Write out the data exactly from its first line onward, ending with the line in which "use crate::tolerance::MassTolerance;" appears.

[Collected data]
------------------------------
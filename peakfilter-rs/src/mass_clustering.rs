//! Mass clustering: group frames whose m/z values agree within tolerance
//!
//! The m/z-sorted table is first cut into sections. A section boundary is only
//! placed between two frames whose tolerance windows cannot touch, so no mass
//! cluster ever spans two sections. Each section is then clustered on its own
//! with complete linkage, cutting the dendrogram at twice the tolerance
//! half-width of the section's largest m/z.
//!
//! # Example
//!
//! ```
//! use peakfilter::mass_clustering::cluster_by_mz;
//! use peakfilter::model::{Frame, FrameTable};
//! use peakfilter::tolerance::MassTolerance;
//!
//! let frames = vec![
//!     Frame::new(0, 500.1000, 1.0, vec![10.0]),
//!     Frame::new(1, 500.1001, 2.0, vec![10.0]),
//!     Frame::new(2, 500.1003, 3.0, vec![10.0]),
//!     Frame::new(3, 612.3000, 1.5, vec![10.0]),
//! ];
//! let mut table = FrameTable::new(vec!["R1".to_string()], frames).unwrap();
//!
//! let tolerance = MassTolerance::new(0.0, 5.0).unwrap();
//! cluster_by_mz(&mut table, &tolerance, 49).unwrap();
//! assert_eq!(table.mass_cluster_count(), 2);
//! ```

use std::ops::Range;

use log::{debug, info};

use crate::errors::{PeakFilterError, Result};
use crate::linkage::{complete_linkage, flat_clusters, CondensedDistances};
use crate::model::FrameTable;
use crate::tolerance::MassTolerance;

/// Default minimum number of frames per section
pub const DEFAULT_MIN_SECTION_SIZE: usize = 49;

/// Split m/z-sorted values into sections that no mass cluster can span
///
/// Every section but the last holds more than `min_section_size` values. The
/// first candidate boundary lies `min_section_size` rows after the section
/// start; from there the section is extended until the gap to the next value
/// exceeds the sum of both tolerance half-widths.
pub fn section_boundaries(
    mzs: &[f64],
    tolerance: &MassTolerance,
    min_section_size: usize,
) -> Vec<Range<usize>> {
    let n = mzs.len();
    let min_size = min_section_size.max(1);
    let mut sections = Vec::new();
    let mut begin = 0;

    while n - begin >= min_size {
        let mut end = begin + min_size;
        while end + 1 < n {
            let gap = mzs[end + 1] - mzs[end];
            if gap > tolerance.delta(mzs[end]) + tolerance.delta(mzs[end + 1]) {
                break;
            }
            end += 1;
        }
        let end = (end + 1).min(n);
        sections.push(begin..end);
        begin = end;
    }
    if begin < n {
        sections.push(begin..n);
    }

    sections
}

/// Cluster one section, returning labels starting at 1
pub fn cluster_section(mzs: &[f64], tolerance: &MassTolerance) -> Vec<u32> {
    match mzs.len() {
        0 => Vec::new(),
        1 => vec![1],
        n => {
            let max_mz = mzs.iter().copied().fold(f64::MIN, f64::max);
            let cut_off = 2.0 * tolerance.delta(max_mz);
            let merges = complete_linkage(CondensedDistances::from_points(mzs));
            flat_clusters(n, &merges, cut_off)
        }
    }
}

/// Assign `mz_cluster_id` to every frame
///
/// The table must be sorted ascending by m/z. On return it is sorted by
/// `(mz_cluster_id, rt, mz)` and ids are dense, starting at 1, numbered in
/// ascending m/z order of each cluster's first frame.
pub fn cluster_by_mz(
    table: &mut FrameTable,
    tolerance: &MassTolerance,
    min_section_size: usize,
) -> Result<()> {
    if min_section_size == 0 {
        return Err(PeakFilterError::parameter(
            "minSectionSize",
            min_section_size,
            "must be at least 1",
        ));
    }
    table.validate()?;
    table.ensure_sorted_by_mz()?;

    if table.is_empty() {
        return Ok(());
    }

    let mzs: Vec<f64> = table.frames().iter().map(|f| f.mz).collect();
    let sections = section_boundaries(&mzs, tolerance, min_section_size);
    debug!("mass clustering: {} frames split into {} sections", mzs.len(), sections.len());

    let mut offset = 0;
    for section in sections {
        let labels = cluster_section(&mzs[section.clone()], tolerance);
        let section_clusters = labels.iter().copied().max().unwrap_or(0);
        debug!(
            "section {}..{} (m/z {:.5}-{:.5}): {} clusters",
            section.start,
            section.end,
            mzs[section.start],
            mzs[section.end - 1],
            section_clusters
        );
        for (frame, label) in table.frames_mut()[section].iter_mut().zip(labels) {
            frame.mz_cluster_id = Some(offset + label);
        }
        offset += section_clusters;
    }

    table.sort_by_cluster();
    renumber_densely(table);

    info!(
        "mass clustering: {} frames grouped into {} mass clusters",
        table.len(),
        table.mass_cluster_count()
    );
    Ok(())
}

/// Renumber consecutive runs of equal mass cluster ids 1, 2, 3, ...
fn renumber_densely(table: &mut FrameTable) {
    let mut previous = None;
    let mut current = 0;
    for frame in table.frames_mut() {
        if frame.mz_cluster_id != previous {
            previous = frame.mz_cluster_id;
            current += 1;
        }
        frame.mz_cluster_id = Some(current);
    }
}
------------------------------
## SOLUTION FOR THIS PROBLEM
filename peakfilter-rs/src/mass_clustering.rs
//! Mass clustering: group frames whose m/z values agree within tolerance
//!
//! The m/z-sorted table is first cut into sections. A section boundary is only
//! placed between two frames whose tolerance windows cannot touch, so no mass
//! cluster ever spans two sections. Each section is then clustered on its own
//! with complete linkage, cutting the dendrogram at twice the tolerance
//! half-width of the section's largest m/z.
//!
//! # Example
//!
//! ```
//! use peakfilter::mass_clustering::cluster_by_mz;
//! use peakfilter::model::{Frame, FrameTable};
//! use peakfilter::tolerance::MassTolerance;
//!
//! let frames = vec![
//!     Frame::new(0, 500.1000, 1.0, vec![10.0]),
//!     Frame::new(1, 500.1001, 2.0, vec![10.0]),
//!     Frame::new(2, 500.1003, 3.0, vec![10.0]),
//!     Frame::new(3, 612.3000, 1.5, vec![10.0]),
//! ];
//! let mut table = FrameTable::new(vec!["R1".to_string()], frames).unwrap();
//!
//! let tolerance = MassTolerance::new(0.0, 5.0).unwrap();
//! cluster_by_mz(&mut table, &tolerance, 49).unwrap();
//! assert_eq!(table.mass_cluster_count(), 2);
//! ```

use std::ops::Range;

use log::{debug, info};

use crate::errors::{PeakFilterError, Result};
use crate::linkage::{complete_linkage, flat_clusters, CondensedDistances};
use crate::model::FrameTable;
use crate::tolerance::MassTolerance;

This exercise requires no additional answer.